Effective dynamic scheduling on heterogeneous multi/manycore desktop platforms

Binotto, Alecio; Pedras, Bernardo; Götz, Marcelo; Kuijper, Arjan; Pereira, Carlos Eduardo; Stork, André; Fellner, Dieter W.

doi:10.1109/SBAC-PADW.2010.6

2010

Conference Paper

Abstract

GPUs (Graphics Processing Units) have become one of the main co-processors that contributed to desktops towards high performance computing. Together with multicore CPUs and other co-processors, a powerful heterogeneous execution platform is built on a desktop for data intensive calculations. In our perspective, we see the modern desktop as a heterogeneous cluster that can deal with several applications' tasks at the same time.

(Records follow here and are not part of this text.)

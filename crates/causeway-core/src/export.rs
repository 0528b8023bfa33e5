//! Serializable node/edge view of a built graph, for visualization tools.
//!
//! # Statistics
//!
//! - **total_nodes** / **total_edges**: table sizes.
//! - **avg_edge_strength**: mean edge strength rounded to 3 decimals, `0.0`
//!   for an edgeless graph.
//! - **edges_by_relationship**: edge count per relationship name.
//! - **isolated_nodes**: nodes with neither incoming nor outgoing edges.
//!
//! Nodes are ordered by `(timestamp, key)` and edges by their `(source,
//! target)` ids, so the same graph always exports to the same JSON.

use std::collections::BTreeMap;

use chrono::{DateTime, Utc};
use serde::Serialize;

use crate::graph::{Graph, Relationship, UnavailableSource};
use crate::model::{EventKind, Metadata};
use crate::query::{influence_at, round_to};

// ---------------------------------------------------------------------------
// Export types
// ---------------------------------------------------------------------------

#[derive(Debug, Clone, PartialEq, Serialize)]
pub struct ExportNode {
    /// `<kind>:<event_id>`.
    pub id: String,
    pub event_id: String,
    pub kind: EventKind,
    pub actor: String,
    pub timestamp: DateTime<Utc>,
    pub metadata: Metadata,
    pub influence: f64,
}

#[derive(Debug, Clone, PartialEq, Serialize)]
pub struct ExportEdge {
    pub source: String,
    pub target: String,
    pub strength: f64,
    pub relationship: Relationship,
    pub evidence: Vec<String>,
}

#[derive(Debug, Clone, PartialEq, Serialize)]
pub struct ExportStats {
    pub total_nodes: usize,
    pub total_edges: usize,
    pub avg_edge_strength: f64,
    pub edges_by_relationship: BTreeMap<String, usize>,
    pub isolated_nodes: usize,
}

#[derive(Debug, Clone, PartialEq, Serialize)]
pub struct GraphExport {
    pub nodes: Vec<ExportNode>,
    pub edges: Vec<ExportEdge>,
    pub stats: ExportStats,
    /// Record streams that could not be read; non-empty means the graph is
    /// partial.
    pub unavailable_sources: Vec<UnavailableSource>,
    /// See [`Graph::content_hash`].
    pub content_hash: String,
}

// ---------------------------------------------------------------------------
// Export
// ---------------------------------------------------------------------------

/// Snapshot `graph` with per-node influence.
#[must_use]
pub fn export_graph(graph: &Graph) -> GraphExport {
    let nodes: Vec<ExportNode> = graph
        .chronological()
        .into_iter()
        .map(|idx| {
            let node = &graph[idx];
            ExportNode {
                id: node.key.to_string(),
                event_id: node.key.event_id.clone(),
                kind: node.kind(),
                actor: node.actor.clone(),
                timestamp: node.timestamp,
                metadata: node.metadata.clone(),
                influence: influence_at(graph, idx),
            }
        })
        .collect();

    let mut edges: Vec<ExportEdge> = graph
        .edges()
        .map(|(from, to, edge)| ExportEdge {
            source: from.key.to_string(),
            target: to.key.to_string(),
            strength: edge.strength.get(),
            relationship: edge.relationship,
            evidence: edge.evidence.clone(),
        })
        .collect();
    edges.sort_by(|a, b| (&a.source, &a.target).cmp(&(&b.source, &b.target)));

    GraphExport {
        stats: stats(graph, &edges),
        nodes,
        edges,
        unavailable_sources: graph.unavailable_sources().to_vec(),
        content_hash: graph.content_hash(),
    }
}

#[allow(clippy::cast_precision_loss)]
fn stats(graph: &Graph, edges: &[ExportEdge]) -> ExportStats {
    let avg_edge_strength = if edges.is_empty() {
        0.0
    } else {
        round_to(
            edges.iter().map(|e| e.strength).sum::<f64>() / edges.len() as f64,
            3,
        )
    };

    let mut edges_by_relationship: BTreeMap<String, usize> = BTreeMap::new();
    for edge in edges {
        *edges_by_relationship
            .entry(edge.relationship.as_str().to_string())
            .or_insert(0) += 1;
    }

    let isolated_nodes = graph
        .nodes()
        .filter(|&(idx, _)| graph.out_degree(idx) == 0 && graph.in_degree(idx) == 0)
        .count();

    ExportStats {
        total_nodes: graph.node_count(),
        total_edges: graph.edge_count(),
        avg_edge_strength,
        edges_by_relationship,
        isolated_nodes,
    }
}
//! Edge inference pipeline.
//!
//! # Stages
//!
//! Three strategies run in a fixed order over the ingested nodes:
//!
//! ```text
//! explicit   trigger links  → `triggers` (strength = logged confidence)
//!            task lifecycle → `causes`   (strength = 1.0)
//! temporal   user message → task created within the window → `influences`
//! pattern    recurring per-actor A-then-B sequences         → `correlates`
//! ```
//!
//! ## Precedence
//!
//! One edge exists per ordered pair. The explicit stage overwrites; the
//! temporal and pattern stages only fill pairs that are still empty. Stage
//! order is therefore the precedence order (explicit > temporal > pattern).
//! This is a contract: consumers comparing query results across builds rely
//! on it, so it is not replaced by strength-based merging.
//!
//! ## Invariant
//!
//! Every computed strength goes through [`checked_strength`]. A value outside
//! `[0, 1]` aborts the build with [`GraphError::StrengthOutOfRange`].

pub mod explicit;
pub mod pattern;
pub mod temporal;

use std::fmt;

use serde::Serialize;
use tracing::{error, instrument};

use crate::config::CausalConfig;
use crate::error::GraphError;
use crate::graph::{Graph, Strength};
use crate::model::{NodeKey, TriggerLink};

pub use pattern::PatternCandidate;
pub use temporal::temporal_strength;

/// Which inference stage wrote an edge.
#[derive(Debug, Clone, Copy, PartialEq, Eq, Hash, Serialize)]
#[serde(rename_all = "lowercase")]
pub enum Stage {
    Explicit,
    Structural,
    Temporal,
    Pattern,
}

impl Stage {
    #[must_use]
    pub const fn as_str(self) -> &'static str {
        match self {
            Self::Explicit => "explicit",
            Self::Structural => "structural",
            Self::Temporal => "temporal",
            Self::Pattern => "pattern",
        }
    }
}

impl fmt::Display for Stage {
    fn fmt(&self, f: &mut fmt::Formatter<'_>) -> fmt::Result {
        f.write_str(self.as_str())
    }
}

/// Counters for one inference run.
#[derive(Debug, Clone, Default, PartialEq, Serialize)]
pub struct InferenceReport {
    /// `triggers` edges written from trigger links.
    pub explicit_links: usize,
    /// `causes` edges written between task lifecycle nodes.
    pub structural_links: usize,
    /// Trigger links whose endpoints did not resolve to nodes.
    pub unresolved_links: usize,
    /// `influences` edges written.
    pub temporal_links: usize,
    /// `correlates` edges written.
    pub pattern_links: usize,
    /// Every kind pair whose rate cleared the candidate threshold.
    pub candidates: Vec<PatternCandidate>,
}

impl InferenceReport {
    #[must_use]
    pub const fn total_links(&self) -> usize {
        self.explicit_links + self.structural_links + self.temporal_links + self.pattern_links
    }
}

/// Run all three stages in order.
///
/// # Errors
///
/// Returns [`GraphError::StrengthOutOfRange`] if any stage computes an
/// invalid strength. The graph is left partially populated in that case and
/// must be discarded.
#[instrument(skip_all, fields(nodes = graph.node_count(), links = links.len()))]
pub fn run(graph: &mut Graph, links: &[TriggerLink], config: &CausalConfig) -> Result<InferenceReport, GraphError> {
    let explicit = explicit::link_triggers(graph, links)?;
    let structural_links = explicit::link_task_lifecycles(graph);
    let temporal_links = temporal::infer(graph, &config.temporal)?;
    let pattern = pattern::infer(graph, &config.pattern)?;

    Ok(InferenceReport {
        explicit_links: explicit.linked,
        structural_links,
        unresolved_links: explicit.unresolved,
        temporal_links,
        pattern_links: pattern.linked,
        candidates: pattern.candidates,
    })
}

/// Validate a computed strength for an edge `from → to`.
///
/// # Errors
///
/// Returns [`GraphError::StrengthOutOfRange`] and logs at `error` level.
pub fn checked_strength(stage: Stage, value: f64, from: &NodeKey, to: &NodeKey) -> Result<Strength, GraphError> {
    Strength::new(value).map_err(|err| {
        error!(%stage, value, %from, %to, "inference produced an out-of-range strength");
        GraphError::StrengthOutOfRange {
            stage,
            from: from.to_string(),
            to: to.to_string(),
            error: err,
        }
    })
}

#[cfg(test)]
mod tests {
    use super::*;
    use crate::model::EventKind;

    #[test]
    fn checked_strength_passes_valid_values() {
        let a = NodeKey::new("a", EventKind::TaskCreated);
        let b = NodeKey::new("b", EventKind::TaskCreated);
        let s = checked_strength(Stage::Pattern, 0.75, &a, &b).expect("valid");
        assert!((s.get() - 0.75).abs() < f64::EPSILON);
    }

    #[test]
    fn checked_strength_rejects_and_names_stage() {
        let a = NodeKey::new("a", EventKind::TaskCreated);
        let b = NodeKey::new("b", EventKind::TaskCreated);
        let err = checked_strength(Stage::Temporal, 1.2, &a, &b).expect_err("invalid");
        match err {
            GraphError::StrengthOutOfRange { stage, from, to, .. } => {
                assert_eq!(stage, Stage::Temporal);
                assert_eq!(from, "task_created:a");
                assert_eq!(to, "task_created:b");
            }
        }
    }
}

To improve application performance and explore such heterogeneity, a distribution of workload over the asymmetric PUs (Processing Units) plays an important role for the system. However, this problem faces challenges since the cost of a task at a PU is non-deterministic and can be influenced by several parameters not known a priori, like the problem size domain. We present a context-aware architecture that maximizes application performance on such platforms. This approach combines a model for a first scheduling based on an offline performance benchmark with a runtime model that keeps track of tasks' real performance. We carried a demonstration using a CPU-GPU platform for computing iterative SLEs (Systems of Linear Equations) solvers using the number of unknowns as the main parameter for assignment decision. We achieved a gain of 38.3% in comparison to the static assignment of all tasks to the GPU (which is done by current programming models, such as OpenCL and CUDA for Nvidia).